# [Work to complete]
Search the material below for the string "stats" and list each line that holds it.
####
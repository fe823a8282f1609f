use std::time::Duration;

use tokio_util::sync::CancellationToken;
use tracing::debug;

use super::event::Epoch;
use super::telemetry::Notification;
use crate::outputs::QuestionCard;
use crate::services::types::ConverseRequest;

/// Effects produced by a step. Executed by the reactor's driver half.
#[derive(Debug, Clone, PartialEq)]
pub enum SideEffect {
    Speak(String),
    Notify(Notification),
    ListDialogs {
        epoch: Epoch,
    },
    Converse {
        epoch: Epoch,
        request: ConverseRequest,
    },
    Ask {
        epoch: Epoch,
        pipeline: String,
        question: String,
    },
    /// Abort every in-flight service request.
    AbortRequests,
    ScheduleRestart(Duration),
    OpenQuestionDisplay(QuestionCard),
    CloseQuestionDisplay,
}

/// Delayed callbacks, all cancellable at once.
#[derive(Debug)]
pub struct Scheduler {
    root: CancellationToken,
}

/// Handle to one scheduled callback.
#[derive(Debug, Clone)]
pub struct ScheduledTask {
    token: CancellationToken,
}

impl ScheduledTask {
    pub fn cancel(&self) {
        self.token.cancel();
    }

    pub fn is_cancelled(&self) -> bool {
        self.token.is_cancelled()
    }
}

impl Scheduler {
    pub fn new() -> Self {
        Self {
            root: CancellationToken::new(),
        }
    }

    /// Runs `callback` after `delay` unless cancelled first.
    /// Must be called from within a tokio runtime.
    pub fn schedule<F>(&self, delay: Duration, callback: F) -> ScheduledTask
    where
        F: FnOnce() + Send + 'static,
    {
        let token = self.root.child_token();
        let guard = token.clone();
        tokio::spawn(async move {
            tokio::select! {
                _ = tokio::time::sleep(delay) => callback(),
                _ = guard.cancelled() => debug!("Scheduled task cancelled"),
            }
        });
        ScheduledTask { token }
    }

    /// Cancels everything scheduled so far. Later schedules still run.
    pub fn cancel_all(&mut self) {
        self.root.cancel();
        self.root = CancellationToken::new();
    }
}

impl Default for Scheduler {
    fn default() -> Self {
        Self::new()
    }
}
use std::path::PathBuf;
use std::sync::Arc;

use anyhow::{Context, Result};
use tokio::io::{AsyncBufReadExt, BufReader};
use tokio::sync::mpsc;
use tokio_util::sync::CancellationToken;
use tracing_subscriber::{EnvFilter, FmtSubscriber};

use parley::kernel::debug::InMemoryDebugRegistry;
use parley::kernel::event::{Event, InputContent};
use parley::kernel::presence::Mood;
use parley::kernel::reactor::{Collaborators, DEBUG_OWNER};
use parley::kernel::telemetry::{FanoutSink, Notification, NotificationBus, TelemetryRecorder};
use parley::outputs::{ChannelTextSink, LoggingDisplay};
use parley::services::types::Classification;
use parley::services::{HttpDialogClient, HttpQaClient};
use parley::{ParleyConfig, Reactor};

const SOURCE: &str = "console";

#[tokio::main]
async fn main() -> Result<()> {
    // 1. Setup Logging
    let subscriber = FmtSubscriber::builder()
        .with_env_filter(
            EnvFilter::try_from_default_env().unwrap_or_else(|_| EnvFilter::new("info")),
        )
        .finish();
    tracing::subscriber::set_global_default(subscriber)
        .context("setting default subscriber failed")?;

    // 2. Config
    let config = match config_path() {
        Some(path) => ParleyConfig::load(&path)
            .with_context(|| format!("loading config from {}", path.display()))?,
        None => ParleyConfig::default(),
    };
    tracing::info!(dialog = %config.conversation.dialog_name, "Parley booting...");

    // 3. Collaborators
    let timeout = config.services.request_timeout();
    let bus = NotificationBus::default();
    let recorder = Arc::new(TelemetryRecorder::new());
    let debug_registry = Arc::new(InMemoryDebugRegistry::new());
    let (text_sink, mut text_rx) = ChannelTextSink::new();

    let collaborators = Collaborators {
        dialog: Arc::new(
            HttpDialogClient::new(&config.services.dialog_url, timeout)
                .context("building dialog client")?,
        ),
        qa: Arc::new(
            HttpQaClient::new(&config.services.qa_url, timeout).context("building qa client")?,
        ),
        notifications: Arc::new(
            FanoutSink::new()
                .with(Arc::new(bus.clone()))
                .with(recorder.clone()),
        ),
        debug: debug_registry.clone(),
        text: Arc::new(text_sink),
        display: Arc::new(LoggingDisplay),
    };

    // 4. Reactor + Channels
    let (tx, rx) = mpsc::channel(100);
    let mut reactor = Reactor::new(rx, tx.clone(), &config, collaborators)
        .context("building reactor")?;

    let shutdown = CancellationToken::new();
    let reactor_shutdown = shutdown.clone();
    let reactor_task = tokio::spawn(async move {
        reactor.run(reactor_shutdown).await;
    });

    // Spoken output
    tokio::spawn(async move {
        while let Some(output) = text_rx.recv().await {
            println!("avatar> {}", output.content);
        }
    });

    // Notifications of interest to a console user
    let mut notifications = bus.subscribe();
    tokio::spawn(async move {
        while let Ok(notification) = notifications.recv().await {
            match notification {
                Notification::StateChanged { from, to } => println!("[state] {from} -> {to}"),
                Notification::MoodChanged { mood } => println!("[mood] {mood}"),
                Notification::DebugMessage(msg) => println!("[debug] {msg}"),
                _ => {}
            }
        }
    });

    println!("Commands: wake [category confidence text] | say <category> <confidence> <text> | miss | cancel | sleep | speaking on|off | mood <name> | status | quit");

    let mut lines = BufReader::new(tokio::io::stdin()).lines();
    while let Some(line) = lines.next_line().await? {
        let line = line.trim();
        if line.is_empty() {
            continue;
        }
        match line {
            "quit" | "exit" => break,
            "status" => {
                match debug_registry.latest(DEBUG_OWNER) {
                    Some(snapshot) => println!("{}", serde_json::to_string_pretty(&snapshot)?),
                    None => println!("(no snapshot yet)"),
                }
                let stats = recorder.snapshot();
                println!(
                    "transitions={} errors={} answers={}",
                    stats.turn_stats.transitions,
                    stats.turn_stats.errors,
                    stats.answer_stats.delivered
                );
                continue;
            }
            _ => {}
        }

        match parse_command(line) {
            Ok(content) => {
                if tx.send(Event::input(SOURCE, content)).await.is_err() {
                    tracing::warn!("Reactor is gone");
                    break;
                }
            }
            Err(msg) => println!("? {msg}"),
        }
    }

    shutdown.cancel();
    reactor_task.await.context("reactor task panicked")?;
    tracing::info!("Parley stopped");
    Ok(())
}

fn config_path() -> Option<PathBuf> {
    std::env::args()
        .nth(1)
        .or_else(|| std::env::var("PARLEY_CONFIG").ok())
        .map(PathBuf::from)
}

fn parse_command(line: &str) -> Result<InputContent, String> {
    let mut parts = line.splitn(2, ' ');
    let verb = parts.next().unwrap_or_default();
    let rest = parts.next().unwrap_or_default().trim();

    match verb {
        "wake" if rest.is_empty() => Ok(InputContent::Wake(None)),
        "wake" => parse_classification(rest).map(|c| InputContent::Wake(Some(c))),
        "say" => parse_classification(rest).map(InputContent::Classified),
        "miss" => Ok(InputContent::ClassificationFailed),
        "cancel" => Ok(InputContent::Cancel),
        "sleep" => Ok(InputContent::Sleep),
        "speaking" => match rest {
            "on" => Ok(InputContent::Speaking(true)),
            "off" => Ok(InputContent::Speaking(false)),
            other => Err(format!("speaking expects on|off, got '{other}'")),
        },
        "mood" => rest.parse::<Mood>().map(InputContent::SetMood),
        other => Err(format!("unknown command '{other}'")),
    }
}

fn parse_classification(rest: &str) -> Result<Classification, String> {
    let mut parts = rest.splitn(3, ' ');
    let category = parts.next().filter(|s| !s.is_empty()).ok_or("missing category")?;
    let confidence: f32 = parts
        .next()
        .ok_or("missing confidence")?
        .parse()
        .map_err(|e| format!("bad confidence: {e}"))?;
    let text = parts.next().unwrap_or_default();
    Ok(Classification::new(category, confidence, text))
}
####
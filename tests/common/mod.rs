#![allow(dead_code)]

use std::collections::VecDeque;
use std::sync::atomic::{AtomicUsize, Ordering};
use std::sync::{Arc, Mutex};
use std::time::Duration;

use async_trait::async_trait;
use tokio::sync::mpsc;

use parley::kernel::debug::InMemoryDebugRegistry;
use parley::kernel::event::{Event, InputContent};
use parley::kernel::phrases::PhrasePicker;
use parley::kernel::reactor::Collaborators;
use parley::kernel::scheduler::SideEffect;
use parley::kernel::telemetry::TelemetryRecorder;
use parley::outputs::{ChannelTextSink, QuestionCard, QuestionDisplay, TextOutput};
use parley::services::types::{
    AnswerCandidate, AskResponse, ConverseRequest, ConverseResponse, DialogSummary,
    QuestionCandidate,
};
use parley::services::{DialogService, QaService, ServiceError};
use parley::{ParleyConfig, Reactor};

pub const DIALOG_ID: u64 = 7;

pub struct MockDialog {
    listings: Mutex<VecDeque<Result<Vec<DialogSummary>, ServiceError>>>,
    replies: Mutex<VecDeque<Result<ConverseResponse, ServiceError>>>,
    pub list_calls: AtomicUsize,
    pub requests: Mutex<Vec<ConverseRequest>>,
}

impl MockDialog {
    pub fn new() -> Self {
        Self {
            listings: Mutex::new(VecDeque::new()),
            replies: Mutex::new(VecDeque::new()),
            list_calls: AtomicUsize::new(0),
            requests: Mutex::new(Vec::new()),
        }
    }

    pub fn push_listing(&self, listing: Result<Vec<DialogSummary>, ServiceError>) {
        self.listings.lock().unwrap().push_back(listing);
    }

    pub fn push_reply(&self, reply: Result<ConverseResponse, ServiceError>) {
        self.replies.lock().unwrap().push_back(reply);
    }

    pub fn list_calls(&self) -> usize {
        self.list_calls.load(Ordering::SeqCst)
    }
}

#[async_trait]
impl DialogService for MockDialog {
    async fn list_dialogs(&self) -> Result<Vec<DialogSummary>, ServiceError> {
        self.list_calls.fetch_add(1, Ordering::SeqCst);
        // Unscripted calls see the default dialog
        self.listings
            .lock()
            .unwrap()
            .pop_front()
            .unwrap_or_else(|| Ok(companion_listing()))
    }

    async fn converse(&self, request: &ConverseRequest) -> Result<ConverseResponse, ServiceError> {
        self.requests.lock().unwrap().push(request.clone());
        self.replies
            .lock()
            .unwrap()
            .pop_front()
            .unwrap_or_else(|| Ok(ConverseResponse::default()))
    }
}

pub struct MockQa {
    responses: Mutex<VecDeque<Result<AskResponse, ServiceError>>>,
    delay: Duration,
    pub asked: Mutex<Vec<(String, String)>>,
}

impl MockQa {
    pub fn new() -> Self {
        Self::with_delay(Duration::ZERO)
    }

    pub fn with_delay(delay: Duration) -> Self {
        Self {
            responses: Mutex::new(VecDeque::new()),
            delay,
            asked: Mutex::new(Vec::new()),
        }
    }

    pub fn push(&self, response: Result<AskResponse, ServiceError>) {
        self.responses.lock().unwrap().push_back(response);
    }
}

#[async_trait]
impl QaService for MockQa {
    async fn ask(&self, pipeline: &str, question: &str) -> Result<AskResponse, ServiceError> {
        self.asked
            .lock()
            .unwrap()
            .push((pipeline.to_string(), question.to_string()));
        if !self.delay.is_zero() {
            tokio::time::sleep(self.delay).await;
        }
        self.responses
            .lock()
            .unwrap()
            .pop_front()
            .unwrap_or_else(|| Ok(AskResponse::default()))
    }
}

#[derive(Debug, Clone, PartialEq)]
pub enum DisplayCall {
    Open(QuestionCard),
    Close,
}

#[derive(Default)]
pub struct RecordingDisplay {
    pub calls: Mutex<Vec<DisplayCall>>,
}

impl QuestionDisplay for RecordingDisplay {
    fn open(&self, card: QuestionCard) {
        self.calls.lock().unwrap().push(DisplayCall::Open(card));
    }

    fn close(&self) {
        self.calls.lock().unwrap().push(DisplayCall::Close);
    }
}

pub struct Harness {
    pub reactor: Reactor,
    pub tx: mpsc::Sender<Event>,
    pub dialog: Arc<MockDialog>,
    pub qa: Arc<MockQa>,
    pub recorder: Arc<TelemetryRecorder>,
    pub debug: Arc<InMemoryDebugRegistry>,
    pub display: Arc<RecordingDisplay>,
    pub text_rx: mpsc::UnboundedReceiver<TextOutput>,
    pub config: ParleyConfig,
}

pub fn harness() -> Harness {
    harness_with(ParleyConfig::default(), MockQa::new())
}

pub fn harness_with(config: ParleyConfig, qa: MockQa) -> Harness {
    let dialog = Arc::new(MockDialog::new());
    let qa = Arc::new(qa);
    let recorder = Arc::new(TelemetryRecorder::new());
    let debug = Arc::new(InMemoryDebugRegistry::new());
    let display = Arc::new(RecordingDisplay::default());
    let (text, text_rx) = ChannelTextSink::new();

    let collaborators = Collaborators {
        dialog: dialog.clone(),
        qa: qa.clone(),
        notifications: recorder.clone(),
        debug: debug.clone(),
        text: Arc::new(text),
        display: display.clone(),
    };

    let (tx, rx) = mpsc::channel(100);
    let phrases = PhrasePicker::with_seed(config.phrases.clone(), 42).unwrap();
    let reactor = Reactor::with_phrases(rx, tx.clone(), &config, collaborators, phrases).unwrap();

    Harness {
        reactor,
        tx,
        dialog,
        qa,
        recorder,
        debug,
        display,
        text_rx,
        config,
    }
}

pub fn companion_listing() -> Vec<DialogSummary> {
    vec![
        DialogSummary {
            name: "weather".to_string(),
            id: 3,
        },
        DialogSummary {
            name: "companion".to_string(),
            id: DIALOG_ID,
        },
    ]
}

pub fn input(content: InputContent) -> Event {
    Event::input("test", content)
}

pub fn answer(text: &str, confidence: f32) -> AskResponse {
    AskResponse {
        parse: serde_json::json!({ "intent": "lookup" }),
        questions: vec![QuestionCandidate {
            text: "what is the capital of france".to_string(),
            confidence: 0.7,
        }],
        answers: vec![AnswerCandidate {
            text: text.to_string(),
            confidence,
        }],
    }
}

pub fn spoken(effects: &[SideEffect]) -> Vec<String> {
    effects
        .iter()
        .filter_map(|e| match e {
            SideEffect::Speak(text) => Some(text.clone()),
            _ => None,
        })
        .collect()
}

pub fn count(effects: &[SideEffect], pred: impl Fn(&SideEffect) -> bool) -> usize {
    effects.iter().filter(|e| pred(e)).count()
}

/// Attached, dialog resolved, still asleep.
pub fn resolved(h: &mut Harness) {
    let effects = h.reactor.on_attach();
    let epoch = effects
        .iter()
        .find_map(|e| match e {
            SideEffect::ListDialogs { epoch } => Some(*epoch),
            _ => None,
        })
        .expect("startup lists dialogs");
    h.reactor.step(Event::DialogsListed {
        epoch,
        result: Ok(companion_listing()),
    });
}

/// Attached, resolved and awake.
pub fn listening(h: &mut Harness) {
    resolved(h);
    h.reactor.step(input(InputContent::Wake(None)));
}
####
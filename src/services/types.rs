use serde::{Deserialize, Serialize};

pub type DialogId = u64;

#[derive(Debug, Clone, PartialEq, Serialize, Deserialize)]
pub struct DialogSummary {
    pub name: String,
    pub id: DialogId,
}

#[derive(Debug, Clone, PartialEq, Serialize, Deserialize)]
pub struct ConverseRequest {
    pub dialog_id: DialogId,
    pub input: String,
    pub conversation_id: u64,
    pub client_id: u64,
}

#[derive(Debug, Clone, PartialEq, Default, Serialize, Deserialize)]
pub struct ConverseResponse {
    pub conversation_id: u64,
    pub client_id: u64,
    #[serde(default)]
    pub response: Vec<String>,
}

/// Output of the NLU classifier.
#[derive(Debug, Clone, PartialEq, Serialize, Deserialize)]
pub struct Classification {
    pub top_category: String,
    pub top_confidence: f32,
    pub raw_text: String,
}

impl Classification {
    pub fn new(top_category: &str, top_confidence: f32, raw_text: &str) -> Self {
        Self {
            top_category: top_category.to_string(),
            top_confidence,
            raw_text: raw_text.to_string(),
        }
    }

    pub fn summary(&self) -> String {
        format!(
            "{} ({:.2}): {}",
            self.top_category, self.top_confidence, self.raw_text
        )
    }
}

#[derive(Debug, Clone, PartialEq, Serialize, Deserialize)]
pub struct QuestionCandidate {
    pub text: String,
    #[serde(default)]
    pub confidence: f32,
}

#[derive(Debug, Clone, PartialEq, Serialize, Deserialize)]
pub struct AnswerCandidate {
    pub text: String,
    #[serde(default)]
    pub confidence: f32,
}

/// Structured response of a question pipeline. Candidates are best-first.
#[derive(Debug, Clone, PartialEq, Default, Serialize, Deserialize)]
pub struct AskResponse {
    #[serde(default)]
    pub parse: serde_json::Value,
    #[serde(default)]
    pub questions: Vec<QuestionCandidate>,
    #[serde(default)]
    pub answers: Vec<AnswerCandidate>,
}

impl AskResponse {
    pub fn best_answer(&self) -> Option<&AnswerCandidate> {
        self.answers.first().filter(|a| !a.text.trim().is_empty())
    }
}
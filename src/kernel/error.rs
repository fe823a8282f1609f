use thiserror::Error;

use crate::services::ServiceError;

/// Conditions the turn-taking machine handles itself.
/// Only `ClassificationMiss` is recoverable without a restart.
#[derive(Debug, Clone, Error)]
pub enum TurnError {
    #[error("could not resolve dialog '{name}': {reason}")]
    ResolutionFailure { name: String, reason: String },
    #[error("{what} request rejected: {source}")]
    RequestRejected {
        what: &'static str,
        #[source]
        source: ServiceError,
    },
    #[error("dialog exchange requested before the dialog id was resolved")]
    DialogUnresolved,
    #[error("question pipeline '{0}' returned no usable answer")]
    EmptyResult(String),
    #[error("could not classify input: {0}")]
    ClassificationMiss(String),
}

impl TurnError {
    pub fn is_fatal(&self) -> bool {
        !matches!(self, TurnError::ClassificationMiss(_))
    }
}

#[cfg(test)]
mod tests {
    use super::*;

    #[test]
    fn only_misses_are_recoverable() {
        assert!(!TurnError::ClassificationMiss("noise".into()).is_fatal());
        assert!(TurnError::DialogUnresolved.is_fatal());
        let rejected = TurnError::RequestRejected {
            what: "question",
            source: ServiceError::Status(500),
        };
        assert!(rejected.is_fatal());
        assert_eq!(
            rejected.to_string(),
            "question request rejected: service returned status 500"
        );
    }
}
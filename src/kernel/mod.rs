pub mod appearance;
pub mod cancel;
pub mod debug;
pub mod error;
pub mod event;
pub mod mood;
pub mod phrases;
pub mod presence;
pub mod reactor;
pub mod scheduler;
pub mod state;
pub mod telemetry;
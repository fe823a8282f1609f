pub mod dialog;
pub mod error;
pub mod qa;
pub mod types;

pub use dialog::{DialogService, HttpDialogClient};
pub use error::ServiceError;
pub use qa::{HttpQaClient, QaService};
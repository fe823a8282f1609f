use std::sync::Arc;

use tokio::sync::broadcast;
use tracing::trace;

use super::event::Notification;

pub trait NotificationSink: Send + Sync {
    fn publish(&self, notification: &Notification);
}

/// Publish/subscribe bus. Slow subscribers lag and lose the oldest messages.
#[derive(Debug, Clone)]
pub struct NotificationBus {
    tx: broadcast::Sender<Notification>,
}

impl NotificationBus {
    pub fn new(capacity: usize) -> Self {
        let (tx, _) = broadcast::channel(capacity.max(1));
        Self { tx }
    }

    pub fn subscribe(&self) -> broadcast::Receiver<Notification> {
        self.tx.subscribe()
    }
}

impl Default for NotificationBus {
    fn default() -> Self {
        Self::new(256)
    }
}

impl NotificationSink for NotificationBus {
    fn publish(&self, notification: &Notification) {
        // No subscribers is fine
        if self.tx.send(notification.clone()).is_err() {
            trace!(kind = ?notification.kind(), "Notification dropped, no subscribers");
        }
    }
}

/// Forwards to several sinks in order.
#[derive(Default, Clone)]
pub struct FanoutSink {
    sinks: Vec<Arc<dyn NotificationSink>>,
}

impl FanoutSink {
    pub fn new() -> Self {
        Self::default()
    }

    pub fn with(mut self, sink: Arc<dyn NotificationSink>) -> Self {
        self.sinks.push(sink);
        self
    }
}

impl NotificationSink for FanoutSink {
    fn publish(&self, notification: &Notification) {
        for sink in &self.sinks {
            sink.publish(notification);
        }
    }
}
####
# [Answer section]
                let stats = recorder.snapshot();
                    stats.turn_stats.transitions,
                    stats.turn_stats.errors,
                    stats.answer_stats.delivered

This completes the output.